**WHAT YOU SHOULD DO**
Check each line of the entries for the string "usize". Report only how many lines have it.

**INPUT DATA**

▽

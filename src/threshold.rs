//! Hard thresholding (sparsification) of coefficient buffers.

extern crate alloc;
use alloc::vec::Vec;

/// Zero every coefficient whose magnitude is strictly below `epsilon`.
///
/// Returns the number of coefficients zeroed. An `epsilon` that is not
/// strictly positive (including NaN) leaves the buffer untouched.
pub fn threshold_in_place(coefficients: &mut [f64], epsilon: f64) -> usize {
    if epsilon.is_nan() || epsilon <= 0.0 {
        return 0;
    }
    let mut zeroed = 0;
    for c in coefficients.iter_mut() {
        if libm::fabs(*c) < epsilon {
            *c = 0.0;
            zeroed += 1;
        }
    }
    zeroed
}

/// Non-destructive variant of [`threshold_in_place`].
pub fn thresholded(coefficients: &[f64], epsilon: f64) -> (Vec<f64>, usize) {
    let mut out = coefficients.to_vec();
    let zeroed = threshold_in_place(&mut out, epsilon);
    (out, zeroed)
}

△

**REPLY TO THE EXERCISE**
2